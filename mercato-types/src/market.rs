//! Price envelopes: quotes and historical bars.

use core::fmt;
use core::str::FromStr;

use chrono::{DateTime, NaiveDate, Utc};
use rust_decimal::Decimal;
use serde::{Deserialize, Serialize};

use crate::error::MercatoError;

/// Point-in-time quote for a single symbol.
#[derive(Debug, Clone, PartialEq, Serialize, Deserialize)]
pub struct Quote {
    /// Upper-cased ticker symbol.
    pub symbol: String,
    /// Last traded price.
    pub price: Decimal,
    /// Previous session close.
    pub previous_close: Option<Decimal>,
    /// Session open.
    pub open: Option<Decimal>,
    /// Session high.
    pub day_high: Option<Decimal>,
    /// Session low.
    pub day_low: Option<Decimal>,
    /// Session volume.
    pub volume: Option<u64>,
    /// ISO currency code, when the provider reports one.
    pub currency: Option<String>,
    /// Provider timestamp of the quote.
    pub as_of: DateTime<Utc>,
    /// Name of the provider that produced this envelope.
    pub source: String,
}

impl Quote {
    /// Absolute change against the previous close.
    #[must_use]
    pub fn change(&self) -> Option<Decimal> {
        self.previous_close.map(|pc| self.price - pc)
    }

    /// Percentage change against the previous close.
    #[must_use]
    pub fn change_percent(&self) -> Option<Decimal> {
        let pc = self.previous_close?;
        if pc.is_zero() {
            return None;
        }
        Some((self.price - pc) / pc * Decimal::ONE_HUNDRED)
    }
}

/// One OHLCV bar.
#[derive(Debug, Clone, PartialEq, Serialize, Deserialize)]
pub struct Bar {
    /// Bar open time.
    pub ts: DateTime<Utc>,
    /// Open price.
    pub open: Decimal,
    /// High price.
    pub high: Decimal,
    /// Low price.
    pub low: Decimal,
    /// Close price.
    pub close: Decimal,
    /// Traded volume.
    pub volume: Option<u64>,
}

/// Historical bars for a symbol.
#[derive(Debug, Clone, PartialEq, Serialize, Deserialize)]
pub struct History {
    /// Upper-cased ticker symbol.
    pub symbol: String,
    /// Bar cadence.
    pub interval: BarInterval,
    /// Bars in ascending time order.
    pub bars: Vec<Bar>,
    /// Name of the provider that produced this envelope.
    pub source: String,
}

/// Lookback window accepted by history requests.
#[derive(Debug, Clone, Copy, PartialEq, Eq, Hash, Serialize, Deserialize)]
#[serde(rename_all = "snake_case")]
pub enum HistoryPeriod {
    /// One day.
    D1,
    /// Five days.
    D5,
    /// One month.
    M1,
    /// Three months.
    M3,
    /// Six months.
    M6,
    /// One year.
    Y1,
    /// Two years.
    Y2,
    /// Five years.
    Y5,
    /// Everything available.
    Max,
}

impl HistoryPeriod {
    /// Provider-style label (`1d`, `6mo`, `max`, ...).
    #[must_use]
    pub const fn as_str(self) -> &'static str {
        match self {
            Self::D1 => "1d",
            Self::D5 => "5d",
            Self::M1 => "1mo",
            Self::M3 => "3mo",
            Self::M6 => "6mo",
            Self::Y1 => "1y",
            Self::Y2 => "2y",
            Self::Y5 => "5y",
            Self::Max => "max",
        }
    }
}

impl FromStr for HistoryPeriod {
    type Err = MercatoError;

    fn from_str(s: &str) -> Result<Self, Self::Err> {
        let p = match s.trim().to_ascii_lowercase().as_str() {
            "1d" => Self::D1,
            "5d" => Self::D5,
            "1mo" => Self::M1,
            "3mo" => Self::M3,
            "6mo" => Self::M6,
            "1y" => Self::Y1,
            "2y" => Self::Y2,
            "5y" => Self::Y5,
            "max" => Self::Max,
            other => return Err(MercatoError::InvalidArg(format!("unknown period: {other}"))),
        };
        Ok(p)
    }
}

/// Bar cadence accepted by history requests.
#[derive(Debug, Clone, Copy, PartialEq, Eq, Hash, Default, Serialize, Deserialize)]
#[serde(rename_all = "snake_case")]
pub enum BarInterval {
    /// One minute.
    M1,
    /// Five minutes.
    M5,
    /// Fifteen minutes.
    M15,
    /// One hour.
    H1,
    /// One day.
    #[default]
    D1,
    /// One week.
    W1,
    /// One month.
    Mo1,
}

impl BarInterval {
    /// Provider-style label (`1m`, `1h`, `1d`, ...).
    #[must_use]
    pub const fn as_str(self) -> &'static str {
        match self {
            Self::M1 => "1m",
            Self::M5 => "5m",
            Self::M15 => "15m",
            Self::H1 => "1h",
            Self::D1 => "1d",
            Self::W1 => "1wk",
            Self::Mo1 => "1mo",
        }
    }
}

/// Window selector for a history request: a named period or explicit dates.
#[derive(Debug, Clone, Copy, PartialEq, Eq, Hash, Serialize, Deserialize)]
#[serde(rename_all = "snake_case")]
pub enum HistoryWindow {
    /// Named lookback ending now.
    Period(HistoryPeriod),
    /// Inclusive calendar range.
    Range {
        /// First day included.
        start: NaiveDate,
        /// Last day included.
        end: NaiveDate,
    },
}

/// Parameters of a history request.
#[derive(Debug, Clone, Copy, PartialEq, Eq, Hash, Serialize, Deserialize)]
pub struct HistoryQuery {
    /// Lookback window.
    pub window: HistoryWindow,
    /// Bar cadence.
    pub interval: BarInterval,
}

impl HistoryQuery {
    /// Query a named period at the given cadence.
    #[must_use]
    pub const fn period(period: HistoryPeriod, interval: BarInterval) -> Self {
        Self {
            window: HistoryWindow::Period(period),
            interval,
        }
    }

    /// Query an explicit date range at the given cadence.
    ///
    /// # Errors
    /// Returns `InvalidArg` when `start` is after `end`.
    pub fn range(
        start: NaiveDate,
        end: NaiveDate,
        interval: BarInterval,
    ) -> Result<Self, MercatoError> {
        if start > end {
            return Err(MercatoError::InvalidArg(format!(
                "history range start {start} is after end {end}"
            )));
        }
        Ok(Self {
            window: HistoryWindow::Range { start, end },
            interval,
        })
    }
}

impl Default for HistoryQuery {
    fn default() -> Self {
        Self::period(HistoryPeriod::Y1, BarInterval::D1)
    }
}

impl fmt::Display for HistoryQuery {
    fn fmt(&self, f: &mut fmt::Formatter<'_>) -> fmt::Result {
        match self.window {
            HistoryWindow::Period(p) => write!(f, "{}:{}", p.as_str(), self.interval.as_str()),
            HistoryWindow::Range { start, end } => {
                write!(f, "{start}..{end}:{}", self.interval.as_str())
            }
        }
    }
}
_____
• Problem statement
Please write out the whole listing once more, exactly.

• Your response
filename mercato-types/src/market.rs
//! Price envelopes: quotes and historical bars.

use core::fmt;
use core::str::FromStr;

use chrono::{DateTime, NaiveDate, Utc};
use rust_decimal::Decimal;
use serde::{Deserialize, Serialize};

use crate::error::MercatoError;

/// Point-in-time quote for a single symbol.
#[derive(Debug, Clone, PartialEq, Serialize, Deserialize)]
pub struct Quote {
    /// Upper-cased ticker symbol.
    pub symbol: String,
    /// Last traded price.
    pub price: Decimal,
    /// Previous session close.
    pub previous_close: Option<Decimal>,
    /// Session open.
    pub open: Option<Decimal>,
    /// Session high.
    pub day_high: Option<Decimal>,
    /// Session low.
    pub day_low: Option<Decimal>,
    /// Session volume.
    pub volume: Option<u64>,
    /// ISO currency code, when the provider reports one.
    pub currency: Option<String>,
    /// Provider timestamp of the quote.
    pub as_of: DateTime<Utc>,
    /// Name of the provider that produced this envelope.
    pub source: String,
}

impl Quote {
    /// Absolute change against the previous close.
    #[must_use]
    pub fn change(&self) -> Option<Decimal> {
        self.previous_close.map(|pc| self.price - pc)
    }

    /// Percentage change against the previous close.
    #[must_use]
    pub fn change_percent(&self) -> Option<Decimal> {
        let pc = self.previous_close?;
        if pc.is_zero() {
            return None;
        }
        Some((self.price - pc) / pc * Decimal::ONE_HUNDRED)
    }
}

/// One OHLCV bar.
#[derive(Debug, Clone, PartialEq, Serialize, Deserialize)]
pub struct Bar {
    /// Bar open time.
    pub ts: DateTime<Utc>,
    /// Open price.
    pub open: Decimal,
    /// High price.
    pub high: Decimal,
    /// Low price.
    pub low: Decimal,
    /// Close price.
    pub close: Decimal,
    /// Traded volume.
    pub volume: Option<u64>,
}

/// Historical bars for a symbol.
#[derive(Debug, Clone, PartialEq, Serialize, Deserialize)]
pub struct History {
    /// Upper-cased ticker symbol.
    pub symbol: String,
    /// Bar cadence.
    pub interval: BarInterval,
    /// Bars in ascending time order.
    pub bars: Vec<Bar>,
    /// Name of the provider that produced this envelope.
    pub source: String,
}

/// Lookback window accepted by history requests.
#[derive(Debug, Clone, Copy, PartialEq, Eq, Hash, Serialize, Deserialize)]
#[serde(rename_all = "snake_case")]
pub enum HistoryPeriod {
    /// One day.
    D1,
    /// Five days.
    D5,
    /// One month.
    M1,
    /// Three months.
    M3,
    /// Six months.
    M6,
    /// One year.
    Y1,
    /// Two years.
    Y2,
    /// Five years.
    Y5,
    /// Everything available.
    Max,
}

impl HistoryPeriod {
    /// Provider-style label (`1d`, `6mo`, `max`, ...).
    #[must_use]
    pub const fn as_str(self) -> &'static str {
        match self {
            Self::D1 => "1d",
            Self::D5 => "5d",
            Self::M1 => "1mo",
            Self::M3 => "3mo",
            Self::M6 => "6mo",
            Self::Y1 => "1y",
            Self::Y2 => "2y",
            Self::Y5 => "5y",
            Self::Max => "max",
        }
    }
}

impl FromStr for HistoryPeriod {
    type Err = MercatoError;

    fn from_str(s: &str) -> Result<Self, Self::Err> {
        let p = match s.trim().to_ascii_lowercase().as_str() {
            "1d" => Self::D1,
            "5d" => Self::D5,
            "1mo" => Self::M1,
            "3mo" => Self::M3,
            "6mo" => Self::M6,
            "1y" => Self::Y1,
            "2y" => Self::Y2,
            "5y" => Self::Y5,
            "max" => Self::Max,
            other => return Err(MercatoError::InvalidArg(format!("unknown period: {other}"))),
        };
        Ok(p)
    }
}

/// Bar cadence accepted by history requests.
#[derive(Debug, Clone, Copy, PartialEq, Eq, Hash, Default, Serialize, Deserialize)]
#[serde(rename_all = "snake_case")]
pub enum BarInterval {
    /// One minute.
    M1,
    /// Five minutes.
    M5,
    /// Fifteen minutes.
    M15,
    /// One hour.
    H1,
    /// One day.
    #[default]
    D1,
    /// One week.
    W1,
    /// One month.
    Mo1,
}

impl BarInterval {
    /// Provider-style label (`1m`, `1h`, `1d`, ...).
    #[must_use]
    pub const fn as_str(self) -> &'static str {
        match self {
            Self::M1 => "1m",
            Self::M5 => "5m",
            Self::M15 => "15m",
            Self::H1 => "1h",
            Self::D1 => "1d",
            Self::W1 => "1wk",
            Self::Mo1 => "1mo",
        }
    }
}

/// Window selector for a history request: a named period or explicit dates.
#[derive(Debug, Clone, Copy, PartialEq, Eq, Hash, Serialize, Deserialize)]
#[serde(rename_all = "snake_case")]
pub enum HistoryWindow {
    /// Named lookback ending now.
    Period(HistoryPeriod),
    /// Inclusive calendar range.
    Range {
        /// First day included.
        start: NaiveDate,
        /// Last day included.
        end: NaiveDate,
    },
}

/// Parameters of a history request.
#[derive(Debug, Clone, Copy, PartialEq, Eq, Hash, Serialize, Deserialize)]
pub struct HistoryQuery {
    /// Lookback window.
    pub window: HistoryWindow,
    /// Bar cadence.
    pub interval: BarInterval,
}

impl HistoryQuery {
    /// Query a named period at the given cadence.
    #[must_use]
    pub const fn period(period: HistoryPeriod, interval: BarInterval) -> Self {
        Self {
            window: HistoryWindow::Period(period),
            interval,
        }
    }

    /// Query an explicit date range at the given cadence.
    ///
    /// # Errors
    /// Returns `InvalidArg` when `start` is after `end`.
    pub fn range(
        start: NaiveDate,
        end: NaiveDate,
        interval: BarInterval,
    ) -> Result<Self, MercatoError> {
        if start > end {
            return Err(MercatoError::InvalidArg(format!(
                "history range start {start} is after end {end}"
            )));
        }
        Ok(Self {
            window: HistoryWindow::Range { start, end },
            interval,
        })
    }
}

impl Default for HistoryQuery {
    fn default() -> Self {
        Self::period(HistoryPeriod::Y1, BarInterval::D1)
    }
}

impl fmt::Display for HistoryQuery {
    fn fmt(&self, f: &mut fmt::Formatter<'_>) -> fmt::Result {
        match self.window {
            HistoryWindow::Period(p) => write!(f, "{}:{}", p.as_str(), self.interval.as_str()),
            HistoryWindow::Range { start, end } => {
                write!(f, "{start}..{end}:{}", self.interval.as_str())
            }
        }
    }
}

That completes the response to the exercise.